Early critiques of industrial capitalism, and especially the work of Ricardian socialists, have received considerable scholarly attention in recent years.l But this renewed interest in the roots of economic heterodoxy has largely overlooked the wage-slavery concept. Admittedly, the metaphor smacks of journalistic, if not literary, flamboyance. And the writers who attacked wage slavery generally avoided the formal, abstract style of political economy and aimed their writing at a broad popular audience.2 Finally, the concerned traditionalism of the Tory radicals has left only modest echoes in the political and economic theories of the twentieth century.3
Under the circumstances historians of economic thought have shown scant interest in the wage-slavery metaphor. While understandable, this oversight has left us with little appreciation of the serious economic content of the Tory-radical wage-slavery thesis. At a time when the nature of industrial capitalism was still in considerable doubt, the Tory radicals presented an original and incisive analysis of the direct use of power in economic relations.

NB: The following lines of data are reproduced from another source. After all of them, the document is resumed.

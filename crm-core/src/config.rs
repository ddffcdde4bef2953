use anyhow::{anyhow, Context};
use chrono_tz::Tz;
use std::env;
use std::str::FromStr;

/// Which persistence backend the server runs against.
#[derive(Debug, Clone, Copy, PartialEq, Eq)]
pub enum StoreBackend {
    Postgres,
    Memory,
}

impl FromStr for StoreBackend {
    type Err = anyhow::Error;

    fn from_str(s: &str) -> Result<Self, Self::Err> {
        match s.trim().to_ascii_lowercase().as_str() {
            "postgres" | "postgresql" => Ok(StoreBackend::Postgres),
            "memory" => Ok(StoreBackend::Memory),
            other => Err(anyhow!("Unknown STORE_BACKEND: {}", other)),
        }
    }
}

/// Credentials for the administrator account seeded at startup.
#[derive(Debug, Clone)]
pub struct AdminSeed {
    pub name: String,
    pub email: String,
    pub password: String,
}

/// Runtime configuration, read from the environment (and `.env`).
#[derive(Debug, Clone)]
pub struct Config {
    pub backend: StoreBackend,
    pub database_url: Option<String>,
    pub max_connections: u32,
    pub host: String,
    pub port: u16,
    pub jwt_secret: String,
    pub jwt_ttl_hours: i64,
    pub business_timezone: Tz,
    pub landing_cache_ttl_seconds: i64,
    pub reaper_interval_seconds: u64,
    pub cors_origin: Option<String>,
    pub admin_seed: Option<AdminSeed>,
}

fn var(name: &str) -> Option<String> {
    env::var(name).ok().filter(|v| !v.trim().is_empty())
}

fn parsed<T>(name: &str, default: T) -> anyhow::Result<T>
where
    T: FromStr,
    T::Err: std::fmt::Display,
{
    match var(name) {
        Some(raw) => raw
            .trim()
            .parse::<T>()
            .map_err(|e| anyhow!("Invalid {}: {}", name, e)),
        None => Ok(default),
    }
}

impl Config {
    /// Loads configuration from environment variables.
    ///
    /// Call `dotenv().ok()` first if a `.env` file should be honoured.
    pub fn from_env() -> anyhow::Result<Self> {
        let backend = parsed("STORE_BACKEND", StoreBackend::Postgres)?;
        let database_url = var("DATABASE_URL");
        if backend == StoreBackend::Postgres && database_url.is_none() {
            return Err(anyhow!("DATABASE_URL must be set when STORE_BACKEND=postgres"));
        }

        let tz_name = var("BUSINESS_TIMEZONE").unwrap_or_else(|| "Asia/Kolkata".to_string());
        let business_timezone = tz_name
            .parse::<Tz>()
            .map_err(|e| anyhow!("Invalid BUSINESS_TIMEZONE {}: {}", tz_name, e))?;

        let admin_seed = match (var("ADMIN_EMAIL"), var("ADMIN_PASSWORD")) {
            (Some(email), Some(password)) => Some(AdminSeed {
                name: var("ADMIN_NAME").unwrap_or_else(|| "Admin User".to_string()),
                email,
                password,
            }),
            _ => None,
        };

        let jwt_secret = var("JWT_SECRET").unwrap_or_else(|| {
            tracing::warn!("JWT_SECRET not set, using an insecure development secret");
            "secretkey".to_string()
        });

        Ok(Config {
            backend,
            database_url,
            max_connections: parsed("DATABASE_MAX_CONNECTIONS", 10)?,
            host: var("SERVER_HOST").unwrap_or_else(|| "0.0.0.0".to_string()),
            port: parsed("SERVER_PORT", 5000).context("SERVER_PORT")?,
            jwt_secret,
            jwt_ttl_hours: parsed("JWT_TTL_HOURS", 24 * 7)?,
            business_timezone,
            landing_cache_ttl_seconds: parsed("LANDING_CACHE_TTL_SECONDS", 60)?,
            reaper_interval_seconds: parsed("TASK_REAPER_INTERVAL_SECONDS", 60)?,
            cors_origin: var("CORS_ORIGIN"),
            admin_seed,
        })
    }
}
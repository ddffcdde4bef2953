use axum::{
    http::StatusCode,
    response::{IntoResponse, Response},
    Json,
};
use serde_json::json;
use tracing::error;

/// Errors surfaced by the CRM stores, services and handlers.
///
/// Each variant maps onto exactly one HTTP status so callers can tell
/// "bad input" apart from "missing" and "forbidden".
#[derive(Debug, thiserror::Error)]
pub enum CrmError {
    /// Missing or malformed input. The message is shown to the caller.
    #[error("{0}")]
    Validation(String),

    /// The target does not exist, has expired, or is outside the caller's scope.
    #[error("{0} not found")]
    NotFound(&'static str),

    /// No credentials, or credentials that do not verify.
    #[error("{0}")]
    Unauthorized(String),

    /// Authenticated, but the role is insufficient.
    #[error("{0}")]
    Forbidden(String),

    /// Unique constraint on user input (e.g. an email already registered).
    #[error("{0}")]
    Conflict(String),

    #[error("database error: {0}")]
    Database(#[from] sqlx::Error),

    #[error(transparent)]
    Internal(#[from] anyhow::Error),
}

pub type CrmResult<T> = Result<T, CrmError>;

impl CrmError {
    pub fn validation(message: impl Into<String>) -> Self {
        CrmError::Validation(message.into())
    }

    pub fn unauthorized(message: impl Into<String>) -> Self {
        CrmError::Unauthorized(message.into())
    }

    pub fn forbidden(message: impl Into<String>) -> Self {
        CrmError::Forbidden(message.into())
    }

    pub fn status_code(&self) -> StatusCode {
        match self {
            CrmError::Validation(_) => StatusCode::BAD_REQUEST,
            CrmError::NotFound(_) => StatusCode::NOT_FOUND,
            CrmError::Unauthorized(_) => StatusCode::UNAUTHORIZED,
            CrmError::Forbidden(_) => StatusCode::FORBIDDEN,
            CrmError::Conflict(_) => StatusCode::CONFLICT,
            CrmError::Database(_) | CrmError::Internal(_) => StatusCode::INTERNAL_SERVER_ERROR,
        }
    }
}

impl From<validator::ValidationErrors> for CrmError {
    fn from(errors: validator::ValidationErrors) -> Self {
        let mut fields: Vec<String> = errors
            .field_errors()
            .into_iter()
            .map(|(field, errs)| {
                let reason = errs
                    .iter()
                    .find_map(|e| e.message.as_ref().map(|m| m.to_string()))
                    .unwrap_or_else(|| "is invalid".to_string());
                format!("{} {}", field, reason)
            })
            .collect();
        fields.sort();
        CrmError::Validation(fields.join(", "))
    }
}

impl IntoResponse for CrmError {
    fn into_response(self) -> Response {
        let status = self.status_code();
        let message = match &self {
            CrmError::Database(e) => {
                error!("Database error: {}", e);
                "Something went wrong!".to_string()
            }
            CrmError::Internal(e) => {
                error!("Internal error: {:#}", e);
                "Something went wrong!".to_string()
            }
            other => other.to_string(),
        };

        (status, Json(json!({ "message": message }))).into_response()
    }
}
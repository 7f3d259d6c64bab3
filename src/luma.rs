use image::{ColorType, DynamicImage, GrayImage, Luma};

// ITU-R 601-2 weights in 16.16 fixed point (0.299 / 0.587 / 0.114).
pub const LUMA_R: u32 = 19595;
pub const LUMA_G: u32 = 38470;
pub const LUMA_B: u32 = 7471;

/// Perceptual luma of one 8-bit RGB sample, rounded to nearest.
pub fn luma_601(r: u8, g: u8, b: u8) -> u8 {
    ((r as u32 * LUMA_R + g as u32 * LUMA_G + b as u32 * LUMA_B + 0x8000) >> 16) as u8
}

/// Reduce any decoded image to a single 8-bit luminance channel.
///
/// Sources that already carry only luminance keep their intensity (alpha is
/// dropped). 16-bit luminance is clipped to 255, not rescaled. Everything
/// else goes through 8-bit RGB and is weighted with [`luma_601`]; alpha
/// never contributes.
pub fn to_luma601(img: &DynamicImage) -> GrayImage {
    match img {
        DynamicImage::ImageLuma16(buf) => {
            GrayImage::from_fn(buf.width(), buf.height(), |x, y| clip16(buf.get_pixel(x, y)[0]))
        }
        DynamicImage::ImageLumaA16(buf) => {
            GrayImage::from_fn(buf.width(), buf.height(), |x, y| clip16(buf.get_pixel(x, y)[0]))
        }
        _ if matches!(img.color(), ColorType::L8 | ColorType::La8) => img.to_luma8(),
        _ => {
            let rgb = img.to_rgb8();
            let (w, h) = rgb.dimensions();
            let mut out = GrayImage::new(w, h);
            for (x, y, p) in rgb.enumerate_pixels() {
                out.put_pixel(x, y, Luma([luma_601(p[0], p[1], p[2])]));
            }
            out
        }
    }
}

fn clip16(v: u16) -> Luma<u8> {
    Luma([v.min(255) as u8])
}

Virtually all of the radical Tories who seriously discussed wage slavery built their analyses on the discrepancy between a picture of markets as neutral arbiters among petty commodity producers and the harsh realities of the direct exercise of power-through both discipline and force-that characterized the emerging factories. Instead of enforcing what Philip Wicksteed later called "non-tuism"-namely, market relations at a distance-the new factories built their profits on a very direct and frightening immediacy in the lives of their workers.
According to the Tory radicals, factories did not simply leave their laborers poor. Far worse, the factory system took over the workers' time, micromanaged their activity, disciplined them for infractions, and destroyed the order...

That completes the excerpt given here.